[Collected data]

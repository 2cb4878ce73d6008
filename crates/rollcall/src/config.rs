use std::path::{Path, PathBuf};
use std::time::Duration;

use serde::Deserialize;
use thiserror::Error;

use crate::backend::{self, BackendError};
use crate::session::SessionOptions;

pub const DEFAULT_CONFIG_URL: &str = "http://127.0.0.1:5000/api/config";

#[derive(Error, Debug)]
pub enum ConfigError {
    #[error("cannot read {path}: {source}")]
    Read {
        path: PathBuf,
        #[source]
        source: std::io::Error,
    },
    #[error("invalid config file: {0}")]
    Parse(#[from] toml::de::Error),
    #[error("config endpoint unavailable: {0}")]
    Remote(#[from] BackendError),
    #[error("backend URL is not configured")]
    MissingBackendUrl,
    #[error("no access token; log in first or set ROLLCALL_ACCESS_TOKEN")]
    MissingToken,
}

/// Client settings, loaded from an optional TOML file then overridden by
/// `ROLLCALL_*` environment variables.
#[derive(Debug, Clone, Deserialize)]
#[serde(default)]
pub struct Settings {
    /// Local endpoint serving `{backend_url, access_token}`.
    pub config_url: String,
    /// Backend base URL; skips the config endpoint when set with a token.
    pub backend_url: Option<String>,
    pub access_token: Option<String>,
    /// V4L2 device path (default: first capture device).
    pub camera_device: Option<String>,
    pub capture_interval_ms: u64,
    pub jpeg_quality: u8,
    pub request_timeout_secs: u64,
}

impl Default for Settings {
    fn default() -> Self {
        Self {
            config_url: DEFAULT_CONFIG_URL.to_string(),
            backend_url: None,
            access_token: None,
            camera_device: None,
            capture_interval_ms: 300,
            jpeg_quality: 70,
            request_timeout_secs: 10,
        }
    }
}

impl Settings {
    /// `$XDG_CONFIG_HOME/rollcall/config.toml`, falling back to `~/.config`.
    pub fn default_path() -> Option<PathBuf> {
        let base = std::env::var("XDG_CONFIG_HOME")
            .map(PathBuf::from)
            .or_else(|_| std::env::var("HOME").map(|h| PathBuf::from(h).join(".config")))
            .ok()?;
        Some(base.join("rollcall").join("config.toml"))
    }

    /// Load settings. An explicit `path` must exist; the default path is
    /// optional. Environment overrides are applied last.
    pub fn load(path: Option<&Path>) -> Result<Self, ConfigError> {
        let mut settings = match path {
            Some(path) => Self::from_file(path)?,
            None => match Self::default_path() {
                Some(path) if path.exists() => Self::from_file(&path)?,
                _ => Self::default(),
            },
        };
        settings.apply_overrides(|key| std::env::var(key).ok());
        Ok(settings)
    }

    fn from_file(path: &Path) -> Result<Self, ConfigError> {
        let text = std::fs::read_to_string(path).map_err(|source| ConfigError::Read {
            path: path.to_path_buf(),
            source,
        })?;
        let settings = Self::from_toml_str(&text)?;
        tracing::info!(path = %path.display(), "loaded settings");
        Ok(settings)
    }

    pub fn from_toml_str(text: &str) -> Result<Self, ConfigError> {
        Ok(toml::from_str(text)?)
    }

    /// Apply `ROLLCALL_*` overrides. Unparseable numbers keep the current value.
    pub fn apply_overrides(&mut self, lookup: impl Fn(&str) -> Option<String>) {
        let non_empty = |key: &str| lookup(key).filter(|v| !v.trim().is_empty());

        if let Some(v) = non_empty("ROLLCALL_CONFIG_URL") {
            self.config_url = v;
        }
        if let Some(v) = non_empty("ROLLCALL_BACKEND_URL") {
            self.backend_url = Some(v);
        }
        if let Some(v) = non_empty("ROLLCALL_ACCESS_TOKEN") {
            self.access_token = Some(v);
        }
        if let Some(v) = non_empty("ROLLCALL_CAMERA_DEVICE") {
            self.camera_device = Some(v);
        }
        self.capture_interval_ms = parse_or(
            non_empty("ROLLCALL_CAPTURE_INTERVAL_MS"),
            self.capture_interval_ms,
        );
        self.jpeg_quality = parse_or(non_empty("ROLLCALL_JPEG_QUALITY"), self.jpeg_quality);
        self.request_timeout_secs = parse_or(
            non_empty("ROLLCALL_REQUEST_TIMEOUT_SECS"),
            self.request_timeout_secs,
        );
    }

    pub fn request_timeout(&self) -> Duration {
        Duration::from_secs(self.request_timeout_secs)
    }

    /// Capture cadence and encode quality for a session.
    pub fn session_options(&self) -> SessionOptions {
        SessionOptions {
            // A zero period would make the interval timer panic.
            capture_interval: Duration::from_millis(self.capture_interval_ms.max(1)),
            jpeg_quality: self.jpeg_quality.clamp(1, 100),
        }
    }

    /// Endpoint from local settings alone, when both halves are present.
    pub fn local_endpoint(&self) -> Option<Endpoint> {
        match (&self.backend_url, &self.access_token) {
            (Some(url), Some(token)) => Some(Endpoint::new(url, token)),
            _ => None,
        }
    }
}

fn parse_or<T: std::str::FromStr>(value: Option<String>, current: T) -> T {
    value.and_then(|v| v.trim().parse().ok()).unwrap_or(current)
}

/// Resolved backend base URL and bearer token. Fixed for the process lifetime.
#[derive(Debug, Clone, PartialEq, Eq)]
pub struct Endpoint {
    pub backend_url: String,
    pub access_token: String,
}

impl Endpoint {
    pub fn new(backend_url: &str, access_token: &str) -> Self {
        Self {
            backend_url: backend_url.trim_end_matches('/').to_string(),
            access_token: access_token.to_string(),
        }
    }

    /// Join an absolute API path onto the base URL.
    pub fn url(&self, path: &str) -> String {
        format!("{}{}", self.backend_url, path)
    }
}

/// Resolve the endpoint once at startup.
///
/// Local settings win; anything missing is taken from the config endpoint.
pub async fn resolve_endpoint(
    settings: &Settings,
    client: &reqwest::Client,
) -> Result<Endpoint, ConfigError> {
    if let Some(endpoint) = settings.local_endpoint() {
        tracing::debug!("using locally configured endpoint");
        return Ok(endpoint);
    }

    tracing::info!(url = %settings.config_url, "fetching client config");
    let remote = backend::fetch_remote_config(client, &settings.config_url).await?;

    let backend_url = settings
        .backend_url
        .clone()
        .or(remote.backend_url)
        .filter(|u| !u.is_empty())
        .ok_or(ConfigError::MissingBackendUrl)?;
    let access_token = settings
        .access_token
        .clone()
        .or(remote.access_token)
        .filter(|t| !t.is_empty())
        .ok_or(ConfigError::MissingToken)?;

    Ok(Endpoint::new(&backend_url, &access_token))
}

/// Resolve only the backend URL, which is all the unauthenticated login call needs.
pub async fn resolve_backend_url(
    settings: &Settings,
    client: &reqwest::Client,
) -> Result<String, ConfigError> {
    if let Some(url) = &settings.backend_url {
        return Ok(url.trim_end_matches('/').to_string());
    }
    let remote = backend::fetch_remote_config(client, &settings.config_url).await?;
    remote
        .backend_url
        .filter(|u| !u.is_empty())
        .map(|u| u.trim_end_matches('/').to_string())
        .ok_or(ConfigError::MissingBackendUrl)
}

WHAT TO DO =
If a line in the data above holds the string "configured", copy it.

TASK SOLUTION =
    #[error("backend URL is not configured")]
        tracing::debug!("using locally configured endpoint");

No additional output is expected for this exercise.